[Supplied information]

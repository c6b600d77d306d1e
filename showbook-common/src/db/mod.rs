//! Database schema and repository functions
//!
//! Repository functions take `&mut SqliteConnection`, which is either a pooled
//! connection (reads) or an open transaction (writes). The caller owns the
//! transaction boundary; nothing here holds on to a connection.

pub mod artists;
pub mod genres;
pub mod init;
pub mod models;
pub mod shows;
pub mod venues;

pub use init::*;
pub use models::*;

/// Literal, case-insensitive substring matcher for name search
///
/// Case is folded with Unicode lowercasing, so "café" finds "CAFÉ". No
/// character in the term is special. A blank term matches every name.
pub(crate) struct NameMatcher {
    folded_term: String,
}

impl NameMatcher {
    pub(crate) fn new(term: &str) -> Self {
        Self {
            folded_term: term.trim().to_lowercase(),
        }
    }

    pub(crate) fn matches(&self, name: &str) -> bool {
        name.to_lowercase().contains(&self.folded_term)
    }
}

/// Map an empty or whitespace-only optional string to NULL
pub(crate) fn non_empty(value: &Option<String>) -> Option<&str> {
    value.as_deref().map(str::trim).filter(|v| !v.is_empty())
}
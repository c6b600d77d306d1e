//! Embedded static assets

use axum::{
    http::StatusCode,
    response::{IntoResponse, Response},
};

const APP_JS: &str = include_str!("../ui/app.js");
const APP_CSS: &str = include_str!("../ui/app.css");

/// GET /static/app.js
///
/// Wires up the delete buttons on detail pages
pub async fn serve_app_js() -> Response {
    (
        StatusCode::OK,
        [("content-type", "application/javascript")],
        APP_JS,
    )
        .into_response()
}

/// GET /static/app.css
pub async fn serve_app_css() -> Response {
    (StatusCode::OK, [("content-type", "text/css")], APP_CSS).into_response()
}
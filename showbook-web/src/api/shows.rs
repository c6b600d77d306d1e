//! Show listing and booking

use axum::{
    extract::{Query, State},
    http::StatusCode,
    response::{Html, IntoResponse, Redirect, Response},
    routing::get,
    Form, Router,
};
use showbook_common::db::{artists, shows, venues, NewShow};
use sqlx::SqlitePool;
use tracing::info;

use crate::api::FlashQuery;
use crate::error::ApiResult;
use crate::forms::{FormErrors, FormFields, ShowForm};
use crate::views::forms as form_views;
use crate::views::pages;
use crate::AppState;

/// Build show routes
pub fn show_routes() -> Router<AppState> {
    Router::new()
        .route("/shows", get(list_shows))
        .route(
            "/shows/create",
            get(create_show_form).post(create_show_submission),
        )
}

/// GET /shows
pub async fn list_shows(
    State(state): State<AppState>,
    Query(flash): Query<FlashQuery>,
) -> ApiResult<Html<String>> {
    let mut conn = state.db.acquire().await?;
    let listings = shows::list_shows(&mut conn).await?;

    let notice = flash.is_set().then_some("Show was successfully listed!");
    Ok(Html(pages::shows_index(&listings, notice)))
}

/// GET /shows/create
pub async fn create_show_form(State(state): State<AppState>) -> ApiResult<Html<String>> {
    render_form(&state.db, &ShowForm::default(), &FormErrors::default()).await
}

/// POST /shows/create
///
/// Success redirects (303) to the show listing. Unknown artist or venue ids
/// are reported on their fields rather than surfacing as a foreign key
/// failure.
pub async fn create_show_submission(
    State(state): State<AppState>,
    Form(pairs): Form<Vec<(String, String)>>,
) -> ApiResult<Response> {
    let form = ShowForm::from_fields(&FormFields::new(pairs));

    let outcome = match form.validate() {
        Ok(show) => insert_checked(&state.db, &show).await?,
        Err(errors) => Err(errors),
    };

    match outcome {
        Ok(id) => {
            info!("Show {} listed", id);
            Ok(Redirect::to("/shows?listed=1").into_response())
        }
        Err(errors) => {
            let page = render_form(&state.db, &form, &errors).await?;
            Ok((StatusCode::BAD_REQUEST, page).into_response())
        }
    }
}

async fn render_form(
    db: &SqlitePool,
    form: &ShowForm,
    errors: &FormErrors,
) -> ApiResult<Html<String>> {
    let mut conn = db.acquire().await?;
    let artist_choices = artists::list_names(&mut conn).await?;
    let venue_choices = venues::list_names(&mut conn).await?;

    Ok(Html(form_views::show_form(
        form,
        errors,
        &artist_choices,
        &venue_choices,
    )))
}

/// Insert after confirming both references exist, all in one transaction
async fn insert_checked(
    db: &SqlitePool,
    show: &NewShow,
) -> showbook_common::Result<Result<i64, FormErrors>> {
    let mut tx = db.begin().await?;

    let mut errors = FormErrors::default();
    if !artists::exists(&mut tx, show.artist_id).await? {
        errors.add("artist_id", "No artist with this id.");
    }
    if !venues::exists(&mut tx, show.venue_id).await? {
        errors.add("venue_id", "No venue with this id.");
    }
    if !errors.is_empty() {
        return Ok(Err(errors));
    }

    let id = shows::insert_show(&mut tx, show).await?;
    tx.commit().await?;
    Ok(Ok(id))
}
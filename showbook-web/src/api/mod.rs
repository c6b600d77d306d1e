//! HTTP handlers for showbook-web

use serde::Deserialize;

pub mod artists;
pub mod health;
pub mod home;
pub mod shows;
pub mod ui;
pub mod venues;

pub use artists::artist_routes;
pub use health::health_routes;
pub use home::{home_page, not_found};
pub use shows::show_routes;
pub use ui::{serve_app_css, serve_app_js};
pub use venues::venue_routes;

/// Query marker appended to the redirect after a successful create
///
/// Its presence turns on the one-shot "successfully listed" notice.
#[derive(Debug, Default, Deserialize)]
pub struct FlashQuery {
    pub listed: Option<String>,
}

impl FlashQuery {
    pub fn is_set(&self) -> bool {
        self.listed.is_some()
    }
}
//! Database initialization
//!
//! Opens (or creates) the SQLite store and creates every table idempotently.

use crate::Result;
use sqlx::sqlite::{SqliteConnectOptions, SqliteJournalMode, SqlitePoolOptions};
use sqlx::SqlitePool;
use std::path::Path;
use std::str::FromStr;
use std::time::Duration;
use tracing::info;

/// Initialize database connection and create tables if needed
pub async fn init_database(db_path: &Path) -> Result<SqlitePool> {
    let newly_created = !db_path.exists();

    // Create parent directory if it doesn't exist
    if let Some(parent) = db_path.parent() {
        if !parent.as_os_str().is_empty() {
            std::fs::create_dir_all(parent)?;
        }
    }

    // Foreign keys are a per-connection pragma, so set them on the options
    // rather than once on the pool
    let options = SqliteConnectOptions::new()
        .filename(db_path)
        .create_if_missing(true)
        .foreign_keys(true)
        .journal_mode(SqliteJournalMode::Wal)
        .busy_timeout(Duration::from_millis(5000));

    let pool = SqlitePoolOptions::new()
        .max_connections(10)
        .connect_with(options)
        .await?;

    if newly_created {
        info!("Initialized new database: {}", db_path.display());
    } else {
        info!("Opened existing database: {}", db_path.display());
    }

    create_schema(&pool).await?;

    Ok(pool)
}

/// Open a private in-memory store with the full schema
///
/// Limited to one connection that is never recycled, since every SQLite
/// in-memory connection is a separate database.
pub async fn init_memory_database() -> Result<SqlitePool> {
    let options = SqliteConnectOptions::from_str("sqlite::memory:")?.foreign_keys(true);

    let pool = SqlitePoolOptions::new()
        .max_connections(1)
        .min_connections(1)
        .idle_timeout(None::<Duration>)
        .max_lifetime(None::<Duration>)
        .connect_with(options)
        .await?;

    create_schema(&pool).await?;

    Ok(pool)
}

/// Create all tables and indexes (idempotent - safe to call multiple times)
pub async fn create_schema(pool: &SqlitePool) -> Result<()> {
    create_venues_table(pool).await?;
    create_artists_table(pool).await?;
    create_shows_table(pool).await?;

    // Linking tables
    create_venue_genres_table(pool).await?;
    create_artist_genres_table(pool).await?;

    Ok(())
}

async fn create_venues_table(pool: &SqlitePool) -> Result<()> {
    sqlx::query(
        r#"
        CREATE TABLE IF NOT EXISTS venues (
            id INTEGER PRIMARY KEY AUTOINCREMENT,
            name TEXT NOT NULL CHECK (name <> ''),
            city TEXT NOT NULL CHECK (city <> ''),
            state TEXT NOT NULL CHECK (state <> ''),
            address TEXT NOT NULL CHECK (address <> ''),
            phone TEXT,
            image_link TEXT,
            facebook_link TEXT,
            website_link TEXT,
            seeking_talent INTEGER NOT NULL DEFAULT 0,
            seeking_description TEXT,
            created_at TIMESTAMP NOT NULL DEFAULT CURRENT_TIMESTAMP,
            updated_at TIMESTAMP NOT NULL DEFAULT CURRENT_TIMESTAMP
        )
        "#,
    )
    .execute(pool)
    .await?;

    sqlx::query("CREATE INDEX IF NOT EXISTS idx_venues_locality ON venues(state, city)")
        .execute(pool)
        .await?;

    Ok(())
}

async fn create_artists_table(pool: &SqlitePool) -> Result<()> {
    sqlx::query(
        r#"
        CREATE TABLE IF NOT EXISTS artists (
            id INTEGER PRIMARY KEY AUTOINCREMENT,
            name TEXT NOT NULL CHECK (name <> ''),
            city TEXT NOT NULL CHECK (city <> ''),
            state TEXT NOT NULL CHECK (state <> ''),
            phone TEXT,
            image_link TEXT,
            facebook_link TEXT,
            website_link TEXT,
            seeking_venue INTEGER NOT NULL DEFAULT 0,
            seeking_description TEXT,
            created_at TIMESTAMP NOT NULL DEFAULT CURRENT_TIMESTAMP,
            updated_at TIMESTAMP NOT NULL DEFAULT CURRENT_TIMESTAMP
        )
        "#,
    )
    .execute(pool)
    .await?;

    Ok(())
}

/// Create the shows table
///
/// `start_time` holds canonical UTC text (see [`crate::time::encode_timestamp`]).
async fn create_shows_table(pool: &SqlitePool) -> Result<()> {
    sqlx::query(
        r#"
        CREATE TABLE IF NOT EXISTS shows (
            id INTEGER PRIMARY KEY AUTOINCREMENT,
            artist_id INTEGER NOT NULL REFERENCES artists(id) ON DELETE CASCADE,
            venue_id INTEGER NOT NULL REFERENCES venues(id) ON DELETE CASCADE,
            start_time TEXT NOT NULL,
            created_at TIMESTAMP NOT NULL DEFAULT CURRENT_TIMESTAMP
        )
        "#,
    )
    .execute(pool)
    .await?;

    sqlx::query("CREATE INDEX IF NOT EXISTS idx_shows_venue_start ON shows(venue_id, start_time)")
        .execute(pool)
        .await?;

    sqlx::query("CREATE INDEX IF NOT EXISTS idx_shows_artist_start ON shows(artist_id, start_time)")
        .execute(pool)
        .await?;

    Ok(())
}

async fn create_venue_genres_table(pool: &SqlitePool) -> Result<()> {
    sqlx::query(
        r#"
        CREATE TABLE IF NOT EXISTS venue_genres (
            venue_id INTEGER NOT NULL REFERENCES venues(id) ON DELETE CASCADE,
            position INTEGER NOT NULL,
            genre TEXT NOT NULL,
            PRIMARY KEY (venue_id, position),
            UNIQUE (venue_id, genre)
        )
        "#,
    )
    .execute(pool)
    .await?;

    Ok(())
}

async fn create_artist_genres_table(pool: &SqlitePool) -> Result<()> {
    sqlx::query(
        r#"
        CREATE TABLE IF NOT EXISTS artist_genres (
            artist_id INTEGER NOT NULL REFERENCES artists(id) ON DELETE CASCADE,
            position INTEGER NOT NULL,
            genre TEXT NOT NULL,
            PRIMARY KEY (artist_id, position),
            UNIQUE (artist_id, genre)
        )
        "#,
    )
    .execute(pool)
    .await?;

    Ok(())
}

[Problem to solve]
From the listing above, repeat exactly the lines starting at the line that includes "string to NULL" and ending at the line that includes "a foreign key", with nothing outside that span.

[Task output]
/// Map an empty or whitespace-only optional string to NULL
pub(crate) fn non_empty(value: &Option<String>) -> Option<&str> {
    value.as_deref().map(str::trim).filter(|v| !v.is_empty())
}
repository c6b600d77d306d1e
//! Embedded static assets

use axum::{
    http::StatusCode,
    response::{IntoResponse, Response},
};

const APP_JS: &str = include_str!("../ui/app.js");
const APP_CSS: &str = include_str!("../ui/app.css");

/// GET /static/app.js
///
/// Wires up the delete buttons on detail pages
pub async fn serve_app_js() -> Response {
    (
        StatusCode::OK,
        [("content-type", "application/javascript")],
        APP_JS,
    )
        .into_response()
}

/// GET /static/app.css
pub async fn serve_app_css() -> Response {
    (StatusCode::OK, [("content-type", "text/css")], APP_CSS).into_response()
}
filename showbook-web/src/api/shows.rs
repository c6b600d77d306d1e
//! Show listing and booking

use axum::{
    extract::{Query, State},
    http::StatusCode,
    response::{Html, IntoResponse, Redirect, Response},
    routing::get,
    Form, Router,
};
use showbook_common::db::{artists, shows, venues, NewShow};
use sqlx::SqlitePool;
use tracing::info;

use crate::api::FlashQuery;
use crate::error::ApiResult;
use crate::forms::{FormErrors, FormFields, ShowForm};
use crate::views::forms as form_views;
use crate::views::pages;
use crate::AppState;

/// Build show routes
pub fn show_routes() -> Router<AppState> {
    Router::new()
        .route("/shows", get(list_shows))
        .route(
            "/shows/create",
            get(create_show_form).post(create_show_submission),
        )
}

/// GET /shows
pub async fn list_shows(
    State(state): State<AppState>,
    Query(flash): Query<FlashQuery>,
) -> ApiResult<Html<String>> {
    let mut conn = state.db.acquire().await?;
    let listings = shows::list_shows(&mut conn).await?;

    let notice = flash.is_set().then_some("Show was successfully listed!");
    Ok(Html(pages::shows_index(&listings, notice)))
}

/// GET /shows/create
pub async fn create_show_form(State(state): State<AppState>) -> ApiResult<Html<String>> {
    render_form(&state.db, &ShowForm::default(), &FormErrors::default()).await
}

/// POST /shows/create
///
/// Success redirects (303) to the show listing. Unknown artist or venue ids
/// are reported on their fields rather than surfacing as a foreign key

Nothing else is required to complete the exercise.